Task statement => In the records below, find the line that contains "in_flight.set(false);" and the line that contains "pub fn init(ctx: &Context)". Set down exactly those lines and every line between them, and nothing more.

Available records =>

►

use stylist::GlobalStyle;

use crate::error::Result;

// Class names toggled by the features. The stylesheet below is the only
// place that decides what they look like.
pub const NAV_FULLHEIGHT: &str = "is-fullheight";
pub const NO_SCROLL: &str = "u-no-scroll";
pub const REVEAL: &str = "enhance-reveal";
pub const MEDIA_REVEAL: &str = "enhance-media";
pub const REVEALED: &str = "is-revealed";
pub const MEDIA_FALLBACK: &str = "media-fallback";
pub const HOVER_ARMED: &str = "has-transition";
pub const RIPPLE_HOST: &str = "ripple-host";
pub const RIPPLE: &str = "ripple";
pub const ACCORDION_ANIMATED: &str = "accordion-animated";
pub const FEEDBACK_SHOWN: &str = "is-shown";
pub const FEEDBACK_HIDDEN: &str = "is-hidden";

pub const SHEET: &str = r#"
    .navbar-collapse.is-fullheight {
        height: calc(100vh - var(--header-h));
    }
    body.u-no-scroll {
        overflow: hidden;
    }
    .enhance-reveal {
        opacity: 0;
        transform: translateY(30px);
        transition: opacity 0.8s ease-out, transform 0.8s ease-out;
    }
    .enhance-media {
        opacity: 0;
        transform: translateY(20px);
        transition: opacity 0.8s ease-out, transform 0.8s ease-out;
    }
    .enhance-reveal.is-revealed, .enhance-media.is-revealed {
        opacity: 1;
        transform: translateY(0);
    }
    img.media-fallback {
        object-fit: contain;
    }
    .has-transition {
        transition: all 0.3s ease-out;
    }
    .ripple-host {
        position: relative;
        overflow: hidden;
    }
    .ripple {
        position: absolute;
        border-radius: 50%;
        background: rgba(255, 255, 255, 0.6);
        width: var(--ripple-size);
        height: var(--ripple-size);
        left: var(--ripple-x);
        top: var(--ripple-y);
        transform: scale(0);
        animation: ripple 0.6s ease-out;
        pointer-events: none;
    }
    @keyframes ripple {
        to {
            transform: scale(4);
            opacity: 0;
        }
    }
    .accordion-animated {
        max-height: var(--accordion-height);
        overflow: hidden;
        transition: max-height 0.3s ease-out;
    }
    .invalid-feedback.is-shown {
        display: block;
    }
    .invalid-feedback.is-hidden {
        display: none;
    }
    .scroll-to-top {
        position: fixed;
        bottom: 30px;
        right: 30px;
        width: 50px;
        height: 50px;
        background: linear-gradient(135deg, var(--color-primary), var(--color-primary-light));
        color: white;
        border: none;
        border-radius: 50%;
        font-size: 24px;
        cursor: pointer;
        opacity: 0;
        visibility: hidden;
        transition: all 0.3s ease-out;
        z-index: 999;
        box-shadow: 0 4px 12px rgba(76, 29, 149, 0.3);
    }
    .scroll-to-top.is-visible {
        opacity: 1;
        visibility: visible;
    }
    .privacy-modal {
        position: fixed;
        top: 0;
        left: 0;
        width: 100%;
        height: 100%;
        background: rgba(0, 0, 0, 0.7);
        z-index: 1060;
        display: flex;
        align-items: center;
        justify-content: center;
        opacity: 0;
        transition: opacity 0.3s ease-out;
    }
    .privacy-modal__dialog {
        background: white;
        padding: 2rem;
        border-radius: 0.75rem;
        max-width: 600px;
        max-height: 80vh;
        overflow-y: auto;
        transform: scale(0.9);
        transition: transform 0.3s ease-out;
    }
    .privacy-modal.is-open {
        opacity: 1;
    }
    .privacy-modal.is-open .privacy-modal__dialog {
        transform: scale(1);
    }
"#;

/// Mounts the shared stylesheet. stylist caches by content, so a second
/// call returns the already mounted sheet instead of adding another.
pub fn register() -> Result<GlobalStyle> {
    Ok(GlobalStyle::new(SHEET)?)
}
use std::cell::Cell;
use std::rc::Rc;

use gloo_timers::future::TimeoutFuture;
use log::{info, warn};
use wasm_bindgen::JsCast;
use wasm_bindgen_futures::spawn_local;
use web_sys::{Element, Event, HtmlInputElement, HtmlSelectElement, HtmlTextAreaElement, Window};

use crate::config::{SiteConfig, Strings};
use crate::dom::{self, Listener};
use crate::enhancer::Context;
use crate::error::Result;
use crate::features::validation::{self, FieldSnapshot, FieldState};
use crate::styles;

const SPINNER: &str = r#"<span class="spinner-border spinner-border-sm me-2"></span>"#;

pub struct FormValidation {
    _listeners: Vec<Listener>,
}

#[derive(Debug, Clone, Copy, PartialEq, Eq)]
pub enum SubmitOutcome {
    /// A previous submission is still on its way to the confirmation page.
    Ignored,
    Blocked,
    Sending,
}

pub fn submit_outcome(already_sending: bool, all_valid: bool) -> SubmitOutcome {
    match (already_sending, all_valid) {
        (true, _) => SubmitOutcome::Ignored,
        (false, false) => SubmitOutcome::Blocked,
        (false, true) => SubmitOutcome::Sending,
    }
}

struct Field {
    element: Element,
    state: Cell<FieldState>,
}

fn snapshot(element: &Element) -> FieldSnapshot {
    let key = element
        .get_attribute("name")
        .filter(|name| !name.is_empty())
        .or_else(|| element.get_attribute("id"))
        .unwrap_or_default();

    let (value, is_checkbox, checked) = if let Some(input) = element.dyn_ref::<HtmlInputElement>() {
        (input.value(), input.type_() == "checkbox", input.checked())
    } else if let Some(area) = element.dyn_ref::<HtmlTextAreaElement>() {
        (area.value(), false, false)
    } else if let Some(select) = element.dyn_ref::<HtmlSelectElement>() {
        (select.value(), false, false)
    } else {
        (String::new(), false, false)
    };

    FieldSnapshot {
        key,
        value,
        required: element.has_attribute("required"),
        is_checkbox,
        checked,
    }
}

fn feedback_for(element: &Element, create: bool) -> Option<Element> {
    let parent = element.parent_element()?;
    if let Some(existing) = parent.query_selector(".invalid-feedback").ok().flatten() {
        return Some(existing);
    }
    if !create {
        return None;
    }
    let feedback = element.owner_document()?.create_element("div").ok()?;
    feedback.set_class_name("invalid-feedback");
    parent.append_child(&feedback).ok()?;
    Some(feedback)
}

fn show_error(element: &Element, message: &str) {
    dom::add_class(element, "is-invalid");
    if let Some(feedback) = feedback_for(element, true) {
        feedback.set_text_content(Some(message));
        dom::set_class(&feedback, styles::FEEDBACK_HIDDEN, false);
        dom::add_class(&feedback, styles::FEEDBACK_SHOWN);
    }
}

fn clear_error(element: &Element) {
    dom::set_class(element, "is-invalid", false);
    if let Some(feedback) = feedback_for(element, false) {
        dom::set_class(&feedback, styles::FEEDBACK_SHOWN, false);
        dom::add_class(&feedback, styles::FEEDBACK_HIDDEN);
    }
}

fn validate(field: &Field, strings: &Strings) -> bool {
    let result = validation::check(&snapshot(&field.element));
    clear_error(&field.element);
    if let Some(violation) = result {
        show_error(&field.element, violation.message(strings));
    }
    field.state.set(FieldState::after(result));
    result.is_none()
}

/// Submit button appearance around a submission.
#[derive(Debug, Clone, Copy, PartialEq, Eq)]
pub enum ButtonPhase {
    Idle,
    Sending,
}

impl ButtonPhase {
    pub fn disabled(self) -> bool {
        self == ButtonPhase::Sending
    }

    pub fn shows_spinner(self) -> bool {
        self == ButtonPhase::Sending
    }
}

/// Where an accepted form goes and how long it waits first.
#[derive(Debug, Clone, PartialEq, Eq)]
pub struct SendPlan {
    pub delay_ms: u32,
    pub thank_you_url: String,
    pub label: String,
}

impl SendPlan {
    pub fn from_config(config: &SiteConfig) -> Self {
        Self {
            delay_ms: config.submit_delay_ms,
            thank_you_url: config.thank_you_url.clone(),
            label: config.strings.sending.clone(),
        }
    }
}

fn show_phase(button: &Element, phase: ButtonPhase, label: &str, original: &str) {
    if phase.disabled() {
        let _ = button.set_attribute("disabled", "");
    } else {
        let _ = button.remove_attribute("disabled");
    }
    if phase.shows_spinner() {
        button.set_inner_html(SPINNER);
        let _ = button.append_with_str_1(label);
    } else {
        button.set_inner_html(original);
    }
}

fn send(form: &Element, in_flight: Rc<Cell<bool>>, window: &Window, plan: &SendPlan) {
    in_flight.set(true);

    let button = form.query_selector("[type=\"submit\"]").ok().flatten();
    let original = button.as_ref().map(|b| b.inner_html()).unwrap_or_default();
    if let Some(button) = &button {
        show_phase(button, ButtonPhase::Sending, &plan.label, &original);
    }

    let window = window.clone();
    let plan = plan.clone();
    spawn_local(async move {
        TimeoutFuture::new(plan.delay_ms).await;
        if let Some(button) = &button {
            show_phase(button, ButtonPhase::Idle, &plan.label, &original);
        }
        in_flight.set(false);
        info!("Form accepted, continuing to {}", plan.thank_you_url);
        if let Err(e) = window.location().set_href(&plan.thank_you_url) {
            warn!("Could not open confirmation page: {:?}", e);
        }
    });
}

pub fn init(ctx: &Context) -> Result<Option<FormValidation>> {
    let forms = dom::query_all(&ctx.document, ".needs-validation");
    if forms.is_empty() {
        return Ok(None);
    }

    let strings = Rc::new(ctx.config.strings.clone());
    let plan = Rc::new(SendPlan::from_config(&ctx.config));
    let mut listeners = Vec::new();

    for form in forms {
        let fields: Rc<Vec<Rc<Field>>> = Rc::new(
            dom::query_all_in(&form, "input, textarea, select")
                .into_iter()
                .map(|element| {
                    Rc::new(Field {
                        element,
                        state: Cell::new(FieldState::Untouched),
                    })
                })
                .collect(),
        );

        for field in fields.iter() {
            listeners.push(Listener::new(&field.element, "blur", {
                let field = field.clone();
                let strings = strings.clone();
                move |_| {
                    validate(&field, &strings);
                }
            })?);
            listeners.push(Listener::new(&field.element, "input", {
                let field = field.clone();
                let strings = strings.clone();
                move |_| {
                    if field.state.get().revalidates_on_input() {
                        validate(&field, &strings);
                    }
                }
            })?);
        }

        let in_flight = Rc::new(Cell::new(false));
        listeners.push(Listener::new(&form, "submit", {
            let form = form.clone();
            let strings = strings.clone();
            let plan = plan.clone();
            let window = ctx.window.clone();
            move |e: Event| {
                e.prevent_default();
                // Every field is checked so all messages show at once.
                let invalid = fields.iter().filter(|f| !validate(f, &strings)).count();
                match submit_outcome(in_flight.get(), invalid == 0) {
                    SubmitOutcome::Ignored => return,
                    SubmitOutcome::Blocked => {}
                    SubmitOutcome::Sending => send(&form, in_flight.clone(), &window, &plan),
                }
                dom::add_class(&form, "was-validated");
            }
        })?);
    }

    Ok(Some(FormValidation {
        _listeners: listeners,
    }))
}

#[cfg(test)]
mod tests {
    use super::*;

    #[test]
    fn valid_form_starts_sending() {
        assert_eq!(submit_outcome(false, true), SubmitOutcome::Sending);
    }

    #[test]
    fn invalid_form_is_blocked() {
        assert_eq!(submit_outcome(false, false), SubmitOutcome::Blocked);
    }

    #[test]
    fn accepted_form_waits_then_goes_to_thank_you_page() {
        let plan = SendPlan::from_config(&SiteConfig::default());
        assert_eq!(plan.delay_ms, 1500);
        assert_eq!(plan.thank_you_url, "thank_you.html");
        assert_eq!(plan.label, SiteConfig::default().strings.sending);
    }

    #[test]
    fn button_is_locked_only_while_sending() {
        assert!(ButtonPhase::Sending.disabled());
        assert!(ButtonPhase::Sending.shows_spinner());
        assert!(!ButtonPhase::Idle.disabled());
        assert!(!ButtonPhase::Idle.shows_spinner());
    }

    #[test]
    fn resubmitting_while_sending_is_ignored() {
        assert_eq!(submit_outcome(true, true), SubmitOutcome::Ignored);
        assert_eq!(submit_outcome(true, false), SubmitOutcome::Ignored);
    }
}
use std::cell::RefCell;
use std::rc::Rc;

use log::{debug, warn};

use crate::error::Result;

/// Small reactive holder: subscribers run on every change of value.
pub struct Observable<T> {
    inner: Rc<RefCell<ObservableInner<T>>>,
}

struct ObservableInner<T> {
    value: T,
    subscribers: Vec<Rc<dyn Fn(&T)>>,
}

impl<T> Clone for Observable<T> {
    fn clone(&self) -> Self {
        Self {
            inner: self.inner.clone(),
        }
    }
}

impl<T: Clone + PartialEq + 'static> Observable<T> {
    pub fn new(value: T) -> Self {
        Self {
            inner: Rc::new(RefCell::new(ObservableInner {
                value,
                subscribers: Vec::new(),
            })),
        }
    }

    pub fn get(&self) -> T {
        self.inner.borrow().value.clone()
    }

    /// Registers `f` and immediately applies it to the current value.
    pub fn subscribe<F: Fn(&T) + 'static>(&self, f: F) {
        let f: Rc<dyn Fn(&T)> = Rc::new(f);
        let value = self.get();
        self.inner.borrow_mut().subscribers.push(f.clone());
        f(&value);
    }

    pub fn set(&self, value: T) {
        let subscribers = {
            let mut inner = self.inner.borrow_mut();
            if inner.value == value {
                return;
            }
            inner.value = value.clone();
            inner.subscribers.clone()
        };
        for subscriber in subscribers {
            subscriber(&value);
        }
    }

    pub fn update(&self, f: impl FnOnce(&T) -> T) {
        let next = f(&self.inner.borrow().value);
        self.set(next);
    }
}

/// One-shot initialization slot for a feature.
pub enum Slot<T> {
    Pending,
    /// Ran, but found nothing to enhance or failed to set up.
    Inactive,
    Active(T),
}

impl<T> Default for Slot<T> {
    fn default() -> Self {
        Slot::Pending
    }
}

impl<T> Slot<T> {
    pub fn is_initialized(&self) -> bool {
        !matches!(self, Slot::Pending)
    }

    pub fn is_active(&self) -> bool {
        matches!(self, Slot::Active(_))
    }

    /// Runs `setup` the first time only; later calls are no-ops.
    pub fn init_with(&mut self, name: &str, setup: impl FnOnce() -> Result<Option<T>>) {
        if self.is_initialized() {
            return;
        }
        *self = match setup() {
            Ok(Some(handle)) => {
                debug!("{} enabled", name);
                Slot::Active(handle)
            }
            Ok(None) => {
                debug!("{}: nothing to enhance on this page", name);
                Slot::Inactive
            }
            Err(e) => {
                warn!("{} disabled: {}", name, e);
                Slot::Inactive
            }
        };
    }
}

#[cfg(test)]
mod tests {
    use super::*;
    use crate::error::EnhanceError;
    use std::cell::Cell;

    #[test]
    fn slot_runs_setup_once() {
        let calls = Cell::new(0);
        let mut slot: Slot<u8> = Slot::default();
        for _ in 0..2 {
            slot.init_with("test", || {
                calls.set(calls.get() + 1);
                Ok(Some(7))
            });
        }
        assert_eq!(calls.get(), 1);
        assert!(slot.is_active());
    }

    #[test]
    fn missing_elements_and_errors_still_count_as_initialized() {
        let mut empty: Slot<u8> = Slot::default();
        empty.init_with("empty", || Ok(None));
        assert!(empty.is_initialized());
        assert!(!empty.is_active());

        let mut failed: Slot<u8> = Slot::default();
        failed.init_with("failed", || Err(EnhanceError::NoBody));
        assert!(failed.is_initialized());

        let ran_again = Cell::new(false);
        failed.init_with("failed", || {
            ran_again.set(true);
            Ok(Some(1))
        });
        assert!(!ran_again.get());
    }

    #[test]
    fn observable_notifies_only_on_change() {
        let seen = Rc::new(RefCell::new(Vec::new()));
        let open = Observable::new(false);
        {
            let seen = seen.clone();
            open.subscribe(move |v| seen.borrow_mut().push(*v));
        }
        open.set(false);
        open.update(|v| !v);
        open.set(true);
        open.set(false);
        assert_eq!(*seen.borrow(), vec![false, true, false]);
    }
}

◄

Response for this exercise =>
        in_flight.set(false);
        info!("Form accepted, continuing to {}", plan.thank_you_url);
        if let Err(e) = window.location().set_href(&plan.thank_you_url) {
            warn!("Could not open confirmation page: {:?}", e);
        }
    });
}

pub fn init(ctx: &Context) -> Result<Option<FormValidation>> {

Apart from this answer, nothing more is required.